Farhana had been on a mission to fix things ever since we’d come to this country, or even before we’d come, but what about her niyat — her intent? Who was I to say?
Should I do as Wes recommended and propose to her, so she could have the pleasure of saying no? I didn’t think Farhana needed to get her pleasure in this way. If she wanted, she could have humiliated me worse, by telling me herself that she’d jumped first. She’d spared me that. It occured to me that Wes might have been lying and no braid had ever hit the surface of the lake. But I dismissed the thought. I knew as surely as I knew the pain in my chest that I was right to believe him.
There were pictures of her, from so long ago. Her somber profile that day at the baths, as we watched the pelicans dive like missiles. Then Farhana stripping, taunting me with her back, hours before my attack in the park. And those shots of us at play, our bodies in motion together. Her mountain legs and lean torso; her slender hips and luscious lips. And me? She’d photographed my scrawny legs, and my penis, resting on my thigh like a petal on a floor. She photographed her finger caressing that petal to life.

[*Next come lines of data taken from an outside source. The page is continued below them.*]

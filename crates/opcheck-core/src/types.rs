//! Core type definitions shared by the framework-side model, the IR and the harness.

use crate::error::CoreError;
use serde::{Deserialize, Serialize};
use std::collections::HashMap;
use std::fmt;
use std::str::FromStr;

/// Logical element type of a tensor.
///
/// The names match the ones used by the frameworks the harness mirrors
/// (`float32`, `int32`, `bool`, ...).
#[derive(Debug, Clone, Copy, PartialEq, Eq, Hash, Serialize, Deserialize)]
pub enum DataType {
    /// 32-bit floating point.
    #[serde(rename = "float32")]
    F32,
    /// 16-bit floating point.
    #[serde(rename = "float16")]
    F16,
    /// Brain floating point.
    #[serde(rename = "bfloat16")]
    BF16,
    /// 64-bit floating point.
    #[serde(rename = "float64")]
    F64,
    /// 16-bit signed integer.
    #[serde(rename = "int16")]
    I16,
    /// 32-bit signed integer.
    #[serde(rename = "int32")]
    I32,
    /// 64-bit signed integer.
    #[serde(rename = "int64")]
    I64,
    /// 8-bit unsigned integer.
    #[serde(rename = "uint8")]
    U8,
    /// Boolean.
    #[serde(rename = "bool")]
    Bool,
}

impl DataType {
    /// Canonical lowercase name.
    pub fn name(self) -> &'static str {
        match self {
            DataType::F32 => "float32",
            DataType::F16 => "float16",
            DataType::BF16 => "bfloat16",
            DataType::F64 => "float64",
            DataType::I16 => "int16",
            DataType::I32 => "int32",
            DataType::I64 => "int64",
            DataType::U8 => "uint8",
            DataType::Bool => "bool",
        }
    }

    /// Whether this is a floating point type.
    pub fn is_float(self) -> bool {
        matches!(
            self,
            DataType::F32 | DataType::F16 | DataType::BF16 | DataType::F64
        )
    }

    /// Whether this is a signed or unsigned integer type.
    pub fn is_integer(self) -> bool {
        matches!(
            self,
            DataType::I16 | DataType::I32 | DataType::I64 | DataType::U8
        )
    }
}

impl fmt::Display for DataType {
    fn fmt(&self, f: &mut fmt::Formatter<'_>) -> fmt::Result {
        f.write_str(self.name())
    }
}

impl FromStr for DataType {
    type Err = CoreError;

    fn from_str(s: &str) -> Result<Self, Self::Err> {
        match s {
            "float32" | "f32" => Ok(DataType::F32),
            "float16" | "f16" => Ok(DataType::F16),
            "bfloat16" | "bf16" => Ok(DataType::BF16),
            "float64" | "f64" => Ok(DataType::F64),
            "int16" | "i16" => Ok(DataType::I16),
            "int32" | "i32" => Ok(DataType::I32),
            "int64" | "i64" => Ok(DataType::I64),
            "uint8" | "u8" => Ok(DataType::U8),
            "bool" => Ok(DataType::Bool),
            other => Err(CoreError::UnsupportedDataType(other.to_string())),
        }
    }
}

/// Shape and element type of a value, without data.
#[derive(Debug, Clone, PartialEq, Eq, Serialize, Deserialize)]
pub struct TensorSpec {
    /// Element type.
    pub dtype: DataType,
    /// Dimensions.
    pub shape: Vec<usize>,
}

impl TensorSpec {
    /// Create a new spec.
    pub fn new(dtype: DataType, shape: Vec<usize>) -> Self {
        Self { dtype, shape }
    }

    /// Number of dimensions.
    pub fn rank(&self) -> usize {
        self.shape.len()
    }
}

/// Serializable tensor payload used for constants and initializers.
///
/// Values are stored widened to `f64`, which is exact for every integer the
/// harness produces and for all supported float types.
#[derive(Debug, Clone, PartialEq, Serialize, Deserialize)]
pub struct TensorData {
    /// Element type.
    pub dtype: DataType,
    /// Dimensions.
    pub shape: Vec<usize>,
    /// Flattened row-major values.
    pub values: Vec<f64>,
}

/// Node attribute values.
#[derive(Debug, Clone, PartialEq, Serialize, Deserialize)]
#[serde(tag = "kind", content = "value", rename_all = "snake_case")]
pub enum NodeAttribute {
    /// Integer attribute.
    Int(i64),
    /// Float attribute.
    Float(f64),
    /// String attribute.
    String(String),
    /// Integer array attribute.
    IntArray(Vec<i64>),
    /// Float array attribute.
    FloatArray(Vec<f64>),
    /// Boolean attribute.
    Bool(bool),
}

impl NodeAttribute {
    /// Integer value, if this is an `Int`.
    pub fn as_int(&self) -> Option<i64> {
        match self {
            NodeAttribute::Int(v) => Some(*v),
            _ => None,
        }
    }

    /// Float value; integers are widened.
    pub fn as_float(&self) -> Option<f64> {
        match self {
            NodeAttribute::Float(v) => Some(*v),
            NodeAttribute::Int(v) => Some(*v as f64),
            _ => None,
        }
    }

    /// String value, if this is a `String`.
    pub fn as_str(&self) -> Option<&str> {
        match self {
            NodeAttribute::String(s) => Some(s.as_str()),
            _ => None,
        }
    }

    /// Integer array, if this is an `IntArray`.
    pub fn as_ints(&self) -> Option<&[i64]> {
        match self {
            NodeAttribute::IntArray(v) => Some(v.as_slice()),
            _ => None,
        }
    }
}

/// Unique identifier for graph nodes.
pub type NodeId = usize;

/// A node in a model graph.
#[derive(Debug, Clone, Serialize, Deserialize)]
pub struct GraphNode {
    /// Unique node identifier.
    pub id: NodeId,
    /// Operation type (an operator tag such as `aten::pad`, or an IR op such as `Pad`).
    pub op_type: String,
    /// Node attributes.
    #[serde(default)]
    pub attributes: HashMap<String, NodeAttribute>,
    /// Input tensor names.
    pub inputs: Vec<String>,
    /// Output tensor names.
    pub outputs: Vec<String>,
    /// Optional node name.
    #[serde(default, skip_serializing_if = "Option::is_none")]
    pub name: Option<String>,
}

/// An edge connecting two nodes through a named tensor.
#[derive(Debug, Clone, Serialize, Deserialize)]
pub struct GraphEdge {
    /// Producing node.
    pub from_node: NodeId,
    /// Consuming node.
    pub to_node: NodeId,
    /// Name of the tensor carried by the edge.
    pub tensor_name: String,
}

/// A model graph: nodes, edges and the graph's boundary tensors.
#[derive(Debug, Clone, Default, Serialize, Deserialize)]
pub struct ModelGraph {
    /// Nodes in insertion order.
    pub nodes: Vec<GraphNode>,
    /// Edges derived from tensor names.
    #[serde(default)]
    pub edges: Vec<GraphEdge>,
    /// Graph input tensor names.
    pub inputs: Vec<String>,
    /// Graph output tensor names.
    pub outputs: Vec<String>,
    /// Free-form metadata.
    #[serde(default)]
    pub metadata: HashMap<String, String>,
}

And more, from that day on the beach, the shots increasingly raunchy, but without play, only appropriation, her ass raised high in the frame.
I skipped forward. I came to my landscapes. I’d taken several in Kaghan — of the lake, the graves, the River Kunhar — but they all left me cold, as did this afternoon’s series of Rakaposhi after the rain. Even the ones of the glacier — that luminous white above a dark gravel, the progression of shepherd into shadow, and then into light, as the glacier descended into darkness — they were missing something. If I could have put into words exactly what, I might not have wanted to be a photographer. But I saw no miracles there.